Das Denitrifikationspotenzial, welches immer in die Formel einbezogen wird, ist das innerhalb der durchwurzelbaren Zone, also in 0 bis maximal 2 m. Bedeutende Relevanz hat dies bei stauwasserbeeinflussten Böden mit viel organischer Substanz.

Darüber hinaus eröffnet die AVV aber auch die Möglichkeit, das Denitrifikationsvermögen in der ungesättigten Zone unterhalb des Wurzelraumes einzubeziehen. Sachsen-Anhalt als Beispiel plant diesen Punkt zu berücksichtigen, da der Nitratabbau in den mächtigen Deckschichten im Lössgebiet beträchtlich sein kann. Allerdings liegt die dafür nötige Typisierung der Deckschichten aktuell noch nicht vor. Auch die LfU in Bayern teilt auf Anfrage mit, dass die Datengrundlage für eine regionale Ausdifferenzierung nicht vorliegt.
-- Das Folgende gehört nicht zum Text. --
//! Local directory backend.

use super::{ObjectReader, StorageError, StorageReader, StorageResult};
use async_trait::async_trait;
use std::path::{Component, Path, PathBuf};
use tokio::fs;

pub struct FsStorage {
    root: PathBuf,
}

impl FsStorage {
    pub fn new<P: AsRef<Path>>(root: P) -> Self {
        Self {
            root: root.as_ref().to_path_buf(),
        }
    }

    /// Map an object name to a path under the root.
    ///
    /// Only plain relative names are accepted; `..`, `.` and absolute
    /// components would let a client escape the root.
    fn path_for(&self, name: &str) -> StorageResult<PathBuf> {
        let relative = Path::new(name);
        let plain = !name.is_empty()
            && relative
                .components()
                .all(|component| matches!(component, Component::Normal(_)));
        if !plain {
            return Err(StorageError::InvalidName(name.to_string()));
        }
        Ok(self.root.join(relative))
    }
}

#[async_trait]
impl StorageReader for FsStorage {
    async fn open_object(&self, name: &str) -> StorageResult<ObjectReader> {
        let path = self.path_for(name)?;
        match fs::metadata(&path).await {
            Ok(meta) if meta.is_file() => {}
            Ok(_) => return Err(StorageError::NotFound(name.to_string())),
            Err(e) if e.kind() == std::io::ErrorKind::NotFound => {
                return Err(StorageError::NotFound(name.to_string()))
            }
            Err(e) => return Err(e.into()),
        }
        let file = fs::File::open(&path).await?;
        Ok(Box::new(file))
    }
}

#[cfg(test)]
mod tests {
    use super::*;
    use tempfile::TempDir;
    use tokio::io::AsyncReadExt;

    async fn read_all(mut reader: ObjectReader) -> Vec<u8> {
        let mut buf = Vec::new();
        reader.read_to_end(&mut buf).await.unwrap();
        buf
    }

    #[tokio::test]
    async fn test_open_nested_object() {
        let tmp = TempDir::new().unwrap();
        std::fs::create_dir_all(tmp.path().join("backup")).unwrap();
        std::fs::write(tmp.path().join("backup/chunk1"), b"ABCDE").unwrap();

        let storage = FsStorage::new(tmp.path());
        let reader = storage.open_object("backup/chunk1").await.unwrap();
        assert_eq!(read_all(reader).await, b"ABCDE");
    }

    #[tokio::test]
    async fn test_missing_object() {
        let tmp = TempDir::new().unwrap();
        let storage = FsStorage::new(tmp.path());
        let err = storage.open_object("missing/obj").await.err().unwrap();
        assert!(matches!(err, StorageError::NotFound(name) if name == "missing/obj"));
    }

    #[tokio::test]
    async fn test_directory_is_not_an_object() {
        let tmp = TempDir::new().unwrap();
        std::fs::create_dir_all(tmp.path().join("dir")).unwrap();
        let storage = FsStorage::new(tmp.path());
        let err = storage.open_object("dir").await.err().unwrap();
        assert!(matches!(err, StorageError::NotFound(_)));
    }

    #[tokio::test]
    async fn test_rejects_escaping_names() {
        let tmp = TempDir::new().unwrap();
        let storage = FsStorage::new(tmp.path().join("root"));
        for name in ["../secret", "/etc/passwd", "a/../../b", "./a", ""] {
            let err = storage.open_object(name).await.err().unwrap();
            assert!(
                matches!(err, StorageError::InvalidName(_)),
                "{:?} should be rejected",
                name
            );
        }
    }
}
Länder wie beispielsweise Mecklenburg-Vorpommern sehen grundsätzlich von diesem Vorgehen ab. Zum einen liegt auch hier die nach AVV erforderliche Datenbasis bisher nicht vor. Zum anderen befürchtet man, dass so unter Umständen das natürliche Denitrifikationspotenzial verbraucht werden könnte.
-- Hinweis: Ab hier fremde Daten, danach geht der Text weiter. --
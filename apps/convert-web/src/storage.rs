//! Filesystem blob store for uploads and processed outputs
//!
//! Blob paths are relative to the media root and always use `/`, e.g.
//! `uploads/<uuid>_scan.png` or `processed/merged_3.pdf`.

use std::io;
use std::path::{Component, Path, PathBuf};

use uuid::Uuid;

pub const UPLOADS_DIR: &str = "uploads";
pub const PROCESSED_DIR: &str = "processed";

const MAX_NAME_LEN: usize = 100;

/// Outcome of removing a blob
#[derive(Debug, Clone, Copy, PartialEq, Eq)]
pub enum Removal {
    Removed,
    /// Missing file or a path that cannot name a blob
    Absent,
    /// The file exists but could not be removed
    Failed,
}

#[derive(Debug, Clone)]
pub struct BlobStore {
    root: PathBuf,
}

impl BlobStore {
    pub fn new(root: impl Into<PathBuf>) -> Self {
        Self { root: root.into() }
    }

    pub fn root(&self) -> &Path {
        &self.root
    }

    /// Create the media root and its blob directories.
    pub async fn init(&self) -> io::Result<()> {
        tokio::fs::create_dir_all(self.root.join(UPLOADS_DIR)).await?;
        tokio::fs::create_dir_all(self.root.join(PROCESSED_DIR)).await?;
        Ok(())
    }

    /// Store an uploaded file under a unique name and return its blob path.
    pub async fn save_upload(&self, file_name: &str, bytes: &[u8]) -> io::Result<String> {
        let name = format!("{}_{}", Uuid::new_v4().simple(), sanitize_file_name(file_name));
        self.write(UPLOADS_DIR, &name, bytes).await
    }

    /// Store a conversion output as `processed/<file_name>`.
    pub async fn save_processed(&self, file_name: &str, bytes: &[u8]) -> io::Result<String> {
        self.write(PROCESSED_DIR, &sanitize_file_name(file_name), bytes)
            .await
    }

    async fn write(&self, dir: &str, name: &str, bytes: &[u8]) -> io::Result<String> {
        let dir_path = self.root.join(dir);
        tokio::fs::create_dir_all(&dir_path).await?;
        tokio::fs::write(dir_path.join(name), bytes).await?;

        let blob = format!("{}/{}", dir, name);
        tracing::debug!("Stored blob {} ({} bytes)", blob, bytes.len());
        Ok(blob)
    }

    pub async fn read(&self, blob: &str) -> io::Result<Vec<u8>> {
        let path = self.resolve(blob).ok_or_else(|| {
            io::Error::new(io::ErrorKind::NotFound, format!("invalid blob path: {}", blob))
        })?;
        tokio::fs::read(path).await
    }

    pub async fn exists(&self, blob: &str) -> bool {
        match self.resolve(blob) {
            Some(path) => tokio::fs::try_exists(path).await.unwrap_or(false),
            None => false,
        }
    }

    /// Delete a blob, best effort. Failures are logged, never returned.
    pub async fn remove(&self, blob: &str) -> Removal {
        let Some(path) = self.resolve(blob) else {
            tracing::warn!("Refusing to remove invalid blob path: {:?}", blob);
            return Removal::Absent;
        };

        match tokio::fs::remove_file(&path).await {
            Ok(()) => Removal::Removed,
            Err(e) if e.kind() == io::ErrorKind::NotFound => Removal::Absent,
            Err(e) => {
                tracing::warn!("Could not remove blob {}: {}", blob, e);
                Removal::Failed
            }
        }
    }

    /// Map a blob path to a filesystem path inside the root.
    fn resolve(&self, blob: &str) -> Option<PathBuf> {
        let relative = Path::new(blob);
        if blob.is_empty() || relative.is_absolute() {
            return None;
        }
        if !relative
            .components()
            .all(|c| matches!(c, Component::Normal(_)))
        {
            return None;
        }
        Some(self.root.join(relative))
    }
}

/// Reduce a client-supplied file name to a safe single path segment.
///
/// Directory parts are dropped; anything outside `[A-Za-z0-9._-]` becomes `_`.
pub fn sanitize_file_name(name: &str) -> String {
    let base = name
        .rsplit(|c: char| c == '/' || c == '\\')
        .next()
        .unwrap_or(name);

    let mut cleaned: String = base
        .chars()
        .map(|c| {
            if c.is_ascii_alphanumeric() || matches!(c, '.' | '-' | '_') {
                c
            } else {
                '_'
            }
        })
        .take(MAX_NAME_LEN)
        .collect();

    if cleaned.trim_matches('.').is_empty() {
        cleaned = "upload".to_string();
    }
    cleaned
}

#[cfg(test)]
mod tests {
    use super::*;
    use proptest::prelude::*;

    #[tokio::test]
    async fn test_upload_round_trip() {
        let dir = tempfile::tempdir().unwrap();
        let store = BlobStore::new(dir.path());
        store.init().await.unwrap();

        let blob = store.save_upload("my scan.png", b"pixels").await.unwrap();

        assert!(blob.starts_with("uploads/"));
        assert!(blob.ends_with("_my_scan.png"));
        assert!(store.exists(&blob).await);
        assert_eq!(store.read(&blob).await.unwrap(), b"pixels");
    }

    #[tokio::test]
    async fn test_uploads_with_same_name_do_not_collide() {
        let dir = tempfile::tempdir().unwrap();
        let store = BlobStore::new(dir.path());

        let a = store.save_upload("same.pdf", b"a").await.unwrap();
        let b = store.save_upload("same.pdf", b"b").await.unwrap();

        assert_ne!(a, b);
        assert_eq!(store.read(&a).await.unwrap(), b"a");
    }

    #[tokio::test]
    async fn test_processed_blob_keeps_its_name() {
        let dir = tempfile::tempdir().unwrap();
        let store = BlobStore::new(dir.path());

        let blob = store.save_processed("merged_4.pdf", b"%PDF").await.unwrap();
        assert_eq!(blob, "processed/merged_4.pdf");
    }

    #[tokio::test]
    async fn test_remove_is_idempotent() {
        let dir = tempfile::tempdir().unwrap();
        let store = BlobStore::new(dir.path());
        let blob = store.save_processed("x.pdf", b"x").await.unwrap();

        assert_eq!(store.remove(&blob).await, Removal::Removed);
        assert_eq!(store.remove(&blob).await, Removal::Absent);
        assert!(!store.exists(&blob).await);
    }

    #[tokio::test]
    async fn test_invalid_paths_are_absent() {
        let dir = tempfile::tempdir().unwrap();
        let store = BlobStore::new(dir.path().join("media"));

        let outside = dir.path().join("keep.txt");
        std::fs::write(&outside, b"keep").unwrap();

        for blob in ["", "../keep.txt", "/etc/passwd", "uploads/../../keep.txt"] {
            assert_eq!(store.remove(blob).await, Removal::Absent);
            assert!(!store.exists(blob).await);
            assert!(store.read(blob).await.is_err());
        }
        assert!(outside.exists());
    }

    #[tokio::test]
    async fn test_unremovable_blob_reports_failure() {
        let dir = tempfile::tempdir().unwrap();
        let store = BlobStore::new(dir.path());
        store.init().await.unwrap();
        std::fs::create_dir(dir.path().join("processed/odd.pdf")).unwrap();

        assert_eq!(store.remove("processed/odd.pdf").await, Removal::Failed);
        assert!(dir.path().join("processed/odd.pdf").is_dir());
    }

    #[test]
    fn test_sanitize_examples() {
        assert_eq!(sanitize_file_name("report.pdf"), "report.pdf");
        assert_eq!(sanitize_file_name("../../etc/passwd"), "passwd");
        assert_eq!(sanitize_file_name("C:\\Users\\me\\photo 1.jpg"), "photo_1.jpg");
        assert_eq!(sanitize_file_name(".."), "upload");
        assert_eq!(sanitize_file_name(""), "upload");
    }

    proptest! {
        #[test]
        fn sanitized_names_are_single_safe_segments(name in any::<String>()) {
            let cleaned = sanitize_file_name(&name);

            prop_assert!(!cleaned.is_empty());
            prop_assert!(cleaned.len() <= MAX_NAME_LEN);
            prop_assert!(!cleaned.contains('/'));
            prop_assert!(!cleaned.contains('\\'));
            prop_assert!(cleaned != "." && cleaned != "..");
            prop_assert!(cleaned
                .chars()
                .all(|c| c.is_ascii_alphanumeric() || matches!(c, '.' | '-' | '_')));
        }
    }
}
Je nach Region kann das Einbeziehen dieser Denitrifikationspotenziale erheblichen Einfluss auf die Bewertung der Nitrataustragsgefährdung haben.

Maßstab macht Unterschied

Ein weiterer Faktor ist, dass in den Ländern unterschiedliches Kartenmaterial vorliegt. Zum Beispiel definiert die AVV einen Maßstab von 1:250000 als Mindestanforderung für die Bodenkarten. Diese Karten liegen bundeseinheitlich vor. Es ist der kleinste gemeinsame Nenner.

Dieser Maßstab führt zu einer gewissen Generalisierung, da er eine Beschreibung größerer zusammenhängender Gebiete vornimmt. Einige Länder verfügen aber bereits über detaillierte Karten im Maßstab 1:50000 oder 1:25000. Daraus können unterschiedliche Daten und Ergebnisse resultieren.

Ostdeutscher Verbund

Damit es nicht zu extremen Verwerfungen an den Ländergrenzen kommt, haben sich Sachsen, Sachsen-Anhalt und Thüringen im Vorfeld der Binnendifferenzierung fachlich ausgetauscht. Es ging darum, die verschiedenen Fachkompetenzen und Erfahrungsschwerpunkte in den einzelnen Ländern bestmöglich zu nutzen und den boden-klimatischen Besonderheiten möglichst gerecht zu werden.

Gebiete alle vier Jahre neu

Die AVV sieht vor, dass die Länder alle vier Jahre jeweils zum 31. Dezember die Ausweisung ihrer roten Gebiete überprüfen und wenn notwendig anpassen müssen. Dabei fließen die bis zum 31. Dezember des Vorjahres erhobenen Daten ein. Sie sollen nicht älter als 48 Monate sein. Dies gilt sowohl für Messwerte als auch für die Modellierungsdaten. Wie stark die Länder von der Möglichkeit Gebrauch machen werden, einzelbetriebliche Daten für die Berechnung des tatsächlichen N-Saldos heranzuziehen, bleibt abzuwarten.

Wie auch immer die einzelnen Länder vorgehen, für die Landwirte heißt es, dass sich alle vier Jahre die Gebietsausweisung ändern kann. Ziel ist es, die Daten- und Modellgrundlage immer weiter zu verbessern.

Bis es aber zur ersten Überprüfung 2024 kommt, bleibt abzuwarten, wie die EU in den nächsten Wochen das aktuelle Vorgehen der Länder bei der Gebietsausweisung beurteilt. Auf Anfragen von top agrar teilte die Pressestelle des Bundesministeriums für Ernährung und Landwirtschaft mit, dass die Aufarbeitung der Ergebnisse aus den einzelnen Ländern derzeit durch die Bundesregierung zusammengefasst und dann noch einmal mit den Ländern abgestimmt würden.

Anschließend erfolge die Übermittlung der Unterlagen an die EU-Kommission. Die Kommission wird dann mit der Bundesregierung die Details erläutern. Es bleibt zu hoffen, dass Brüssel nicht noch weitere Verschärfungen fordern wird.